Look through the records below, and copy out every line that holds the string "OwnedMutexGuard".
■ ■ ■ ■
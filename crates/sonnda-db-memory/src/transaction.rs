//! Grant transactions.
//!
//! A transaction owns the grant tables' mutex guard from `begin` until it
//! commits or is dropped, so concurrent transitions of the same grant are
//! serialized. Changes are staged locally and only written to the tables on
//! commit.

use std::collections::HashMap;

use async_trait::async_trait;
use sonnda_auth::storage::GrantTransaction;
use sonnda_auth::types::{
    Grant, GrantId, GrantStatus, HistoryEntry, HistoryEntryId, NewHistoryEntry,
};
use sonnda_auth::{AuthError, AuthResult};
use time::OffsetDateTime;
use tokio::sync::OwnedMutexGuard;

use crate::storage::GrantTables;

/// A transaction over the in-memory grant tables.
pub struct InMemoryGrantTransaction {
    tables: OwnedMutexGuard<GrantTables>,
    staged_grants: HashMap<GrantId, Grant>,
    staged_history: Vec<HistoryEntry>,
}

impl InMemoryGrantTransaction {
    pub(crate) fn new(tables: OwnedMutexGuard<GrantTables>) -> Self {
        Self {
            tables,
            staged_grants: HashMap::new(),
            staged_history: Vec::new(),
        }
    }

    fn read(&self, id: GrantId) -> Option<&Grant> {
        self.staged_grants
            .get(&id)
            .or_else(|| self.tables.grants.get(&id))
    }
}

#[async_trait]
impl GrantTransaction for InMemoryGrantTransaction {
    async fn find_for_update(&mut self, id: GrantId) -> AuthResult<Option<Grant>> {
        Ok(self.read(id).cloned())
    }

    async fn update_status(
        &mut self,
        id: GrantId,
        expected: GrantStatus,
        new_status: GrantStatus,
        at: OffsetDateTime,
    ) -> AuthResult<Grant> {
        let current = self
            .read(id)
            .cloned()
            .ok_or_else(|| AuthError::not_found("grant", id))?;
        if current.status != expected {
            return Err(AuthError::conflict(format!(
                "grant {id} is {}, expected {expected}",
                current.status
            )));
        }

        let updated = current.with_status(new_status, at);
        self.staged_grants.insert(id, updated.clone());
        Ok(updated)
    }

    async fn insert_history(&mut self, entry: NewHistoryEntry) -> AuthResult<HistoryEntry> {
        if self.read(entry.grant_id).is_none() {
            return Err(AuthError::not_found("grant", entry.grant_id));
        }
        let next = self.tables.next_history_id + self.staged_history.len() as i64 + 1;
        let entry = entry.into_entry(HistoryEntryId::new(next));
        self.staged_history.push(entry.clone());
        Ok(entry)
    }

    async fn commit(self: Box<Self>) -> AuthResult<()> {
        let Self {
            mut tables,
            staged_grants,
            staged_history,
        } = *self;

        tables.next_history_id += staged_history.len() as i64;
        for (id, grant) in staged_grants {
            tables.grants.insert(id, grant);
        }
        for entry in staged_history {
            tables.history.entry(entry.grant_id).or_default().push(entry);
        }
        Ok(())
    }
}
■ ■ ■ ■
COMPLETED EXERCISE:
use tokio::sync::OwnedMutexGuard;
    tables: OwnedMutexGuard<GrantTables>,
    pub(crate) fn new(tables: OwnedMutexGuard<GrantTables>) -> Self {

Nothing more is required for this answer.